-- EXTRACTED DATA follows --
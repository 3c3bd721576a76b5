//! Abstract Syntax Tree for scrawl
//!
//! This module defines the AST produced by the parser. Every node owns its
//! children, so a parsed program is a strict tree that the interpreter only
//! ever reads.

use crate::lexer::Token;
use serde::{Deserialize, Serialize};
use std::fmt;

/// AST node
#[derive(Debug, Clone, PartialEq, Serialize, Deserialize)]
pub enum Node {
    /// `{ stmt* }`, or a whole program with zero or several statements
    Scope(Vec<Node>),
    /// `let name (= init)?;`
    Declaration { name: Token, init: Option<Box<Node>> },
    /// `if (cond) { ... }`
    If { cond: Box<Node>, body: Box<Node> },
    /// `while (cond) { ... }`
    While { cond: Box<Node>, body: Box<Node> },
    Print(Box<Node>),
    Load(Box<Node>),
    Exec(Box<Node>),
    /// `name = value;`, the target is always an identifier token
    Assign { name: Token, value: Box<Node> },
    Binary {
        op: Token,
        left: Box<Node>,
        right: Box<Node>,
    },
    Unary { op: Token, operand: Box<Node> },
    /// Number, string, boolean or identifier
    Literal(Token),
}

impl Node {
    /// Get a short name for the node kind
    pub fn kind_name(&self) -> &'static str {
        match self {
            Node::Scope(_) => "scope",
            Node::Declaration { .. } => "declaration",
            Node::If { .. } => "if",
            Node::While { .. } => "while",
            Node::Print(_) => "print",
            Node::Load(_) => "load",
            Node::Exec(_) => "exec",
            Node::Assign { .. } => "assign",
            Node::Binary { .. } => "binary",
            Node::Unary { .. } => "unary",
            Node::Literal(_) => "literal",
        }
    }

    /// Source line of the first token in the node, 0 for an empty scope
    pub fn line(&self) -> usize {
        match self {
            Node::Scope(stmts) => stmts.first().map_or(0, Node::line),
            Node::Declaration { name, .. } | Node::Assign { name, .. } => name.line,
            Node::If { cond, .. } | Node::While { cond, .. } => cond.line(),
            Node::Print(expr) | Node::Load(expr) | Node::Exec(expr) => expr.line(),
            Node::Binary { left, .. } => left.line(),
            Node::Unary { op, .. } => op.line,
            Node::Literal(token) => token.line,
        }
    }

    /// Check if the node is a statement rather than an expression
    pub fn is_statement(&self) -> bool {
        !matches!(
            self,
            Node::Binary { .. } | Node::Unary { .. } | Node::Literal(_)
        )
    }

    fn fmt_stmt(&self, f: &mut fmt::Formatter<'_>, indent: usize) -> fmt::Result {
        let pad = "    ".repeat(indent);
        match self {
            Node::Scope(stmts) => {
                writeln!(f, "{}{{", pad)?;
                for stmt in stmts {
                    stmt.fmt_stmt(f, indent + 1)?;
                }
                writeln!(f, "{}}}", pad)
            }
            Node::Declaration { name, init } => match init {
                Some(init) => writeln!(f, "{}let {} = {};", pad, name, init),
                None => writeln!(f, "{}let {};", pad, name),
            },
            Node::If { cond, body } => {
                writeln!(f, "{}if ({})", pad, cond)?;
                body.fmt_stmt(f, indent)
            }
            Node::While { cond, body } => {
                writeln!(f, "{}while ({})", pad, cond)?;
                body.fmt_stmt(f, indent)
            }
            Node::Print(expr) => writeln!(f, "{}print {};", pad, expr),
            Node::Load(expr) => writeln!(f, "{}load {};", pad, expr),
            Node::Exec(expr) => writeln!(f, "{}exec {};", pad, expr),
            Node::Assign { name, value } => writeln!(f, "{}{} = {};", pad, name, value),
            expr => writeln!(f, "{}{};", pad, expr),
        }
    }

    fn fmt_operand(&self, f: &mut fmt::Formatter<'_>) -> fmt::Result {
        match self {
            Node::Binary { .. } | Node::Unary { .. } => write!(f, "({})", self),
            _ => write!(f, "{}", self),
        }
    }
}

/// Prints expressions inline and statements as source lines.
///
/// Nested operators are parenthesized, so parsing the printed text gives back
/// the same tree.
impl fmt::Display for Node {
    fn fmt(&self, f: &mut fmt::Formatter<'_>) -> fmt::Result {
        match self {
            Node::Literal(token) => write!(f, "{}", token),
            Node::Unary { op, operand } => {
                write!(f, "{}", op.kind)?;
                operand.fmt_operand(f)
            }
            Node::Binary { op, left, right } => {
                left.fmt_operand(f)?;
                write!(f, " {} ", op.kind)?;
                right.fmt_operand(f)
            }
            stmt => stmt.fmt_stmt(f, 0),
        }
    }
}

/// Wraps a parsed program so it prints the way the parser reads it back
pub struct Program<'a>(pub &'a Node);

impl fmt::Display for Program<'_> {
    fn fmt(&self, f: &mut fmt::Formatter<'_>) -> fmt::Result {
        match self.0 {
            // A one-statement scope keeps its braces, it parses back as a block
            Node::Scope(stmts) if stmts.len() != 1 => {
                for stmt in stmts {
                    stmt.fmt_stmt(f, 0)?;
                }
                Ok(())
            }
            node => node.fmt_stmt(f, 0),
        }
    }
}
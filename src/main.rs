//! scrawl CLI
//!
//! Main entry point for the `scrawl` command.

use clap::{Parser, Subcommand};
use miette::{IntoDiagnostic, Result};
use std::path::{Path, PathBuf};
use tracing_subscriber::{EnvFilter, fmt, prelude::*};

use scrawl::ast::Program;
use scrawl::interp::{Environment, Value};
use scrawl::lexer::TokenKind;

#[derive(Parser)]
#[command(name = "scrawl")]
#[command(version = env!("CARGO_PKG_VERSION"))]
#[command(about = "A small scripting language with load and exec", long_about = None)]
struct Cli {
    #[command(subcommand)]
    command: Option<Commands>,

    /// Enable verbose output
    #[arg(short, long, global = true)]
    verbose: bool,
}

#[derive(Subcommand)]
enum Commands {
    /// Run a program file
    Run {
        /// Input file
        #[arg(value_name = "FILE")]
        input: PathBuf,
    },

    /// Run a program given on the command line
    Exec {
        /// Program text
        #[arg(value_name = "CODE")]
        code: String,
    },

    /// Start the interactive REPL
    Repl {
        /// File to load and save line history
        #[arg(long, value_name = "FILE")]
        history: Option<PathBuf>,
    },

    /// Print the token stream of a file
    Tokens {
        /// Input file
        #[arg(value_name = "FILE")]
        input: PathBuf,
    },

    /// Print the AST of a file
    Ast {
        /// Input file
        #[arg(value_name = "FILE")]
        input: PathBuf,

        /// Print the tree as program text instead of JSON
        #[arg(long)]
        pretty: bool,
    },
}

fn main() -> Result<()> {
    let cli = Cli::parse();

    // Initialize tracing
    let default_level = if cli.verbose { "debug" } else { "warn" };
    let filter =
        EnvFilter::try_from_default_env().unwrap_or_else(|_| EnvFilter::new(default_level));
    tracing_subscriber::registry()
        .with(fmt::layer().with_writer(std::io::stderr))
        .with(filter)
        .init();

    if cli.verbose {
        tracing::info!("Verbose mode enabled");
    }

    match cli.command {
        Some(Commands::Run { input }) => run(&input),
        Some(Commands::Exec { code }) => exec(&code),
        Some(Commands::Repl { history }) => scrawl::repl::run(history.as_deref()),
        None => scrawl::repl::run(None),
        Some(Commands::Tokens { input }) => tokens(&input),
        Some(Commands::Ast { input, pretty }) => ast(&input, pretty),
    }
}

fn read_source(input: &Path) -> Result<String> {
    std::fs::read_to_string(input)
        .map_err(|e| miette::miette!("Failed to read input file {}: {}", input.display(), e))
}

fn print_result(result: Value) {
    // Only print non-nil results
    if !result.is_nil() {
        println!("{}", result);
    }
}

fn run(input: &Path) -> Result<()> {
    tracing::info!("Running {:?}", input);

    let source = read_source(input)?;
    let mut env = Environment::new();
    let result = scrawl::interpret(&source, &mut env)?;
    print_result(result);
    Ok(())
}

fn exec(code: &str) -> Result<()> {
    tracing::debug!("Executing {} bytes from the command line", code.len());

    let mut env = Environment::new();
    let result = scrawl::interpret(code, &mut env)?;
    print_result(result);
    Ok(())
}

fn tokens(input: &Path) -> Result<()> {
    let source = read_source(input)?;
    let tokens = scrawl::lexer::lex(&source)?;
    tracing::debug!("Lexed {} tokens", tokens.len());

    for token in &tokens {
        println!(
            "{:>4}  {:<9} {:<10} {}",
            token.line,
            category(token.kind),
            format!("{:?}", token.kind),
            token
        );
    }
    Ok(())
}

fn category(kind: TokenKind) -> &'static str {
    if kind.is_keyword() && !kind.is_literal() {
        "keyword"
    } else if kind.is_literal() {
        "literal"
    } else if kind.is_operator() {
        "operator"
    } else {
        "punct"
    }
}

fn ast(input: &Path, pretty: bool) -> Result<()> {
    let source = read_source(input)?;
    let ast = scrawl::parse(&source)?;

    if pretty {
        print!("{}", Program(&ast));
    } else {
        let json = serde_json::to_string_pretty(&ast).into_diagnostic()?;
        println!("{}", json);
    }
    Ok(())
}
-- EXTRACTED DATA concluded --
Go through the records above and copy each line where "back" is found.

**RESULT OF THE TASK:**
/// Nested operators are parenthesized, so parsing the printed text gives back
/// Wraps a parsed program so it prints the way the parser reads it back
            // A one-statement scope keeps its braces, it parses back as a block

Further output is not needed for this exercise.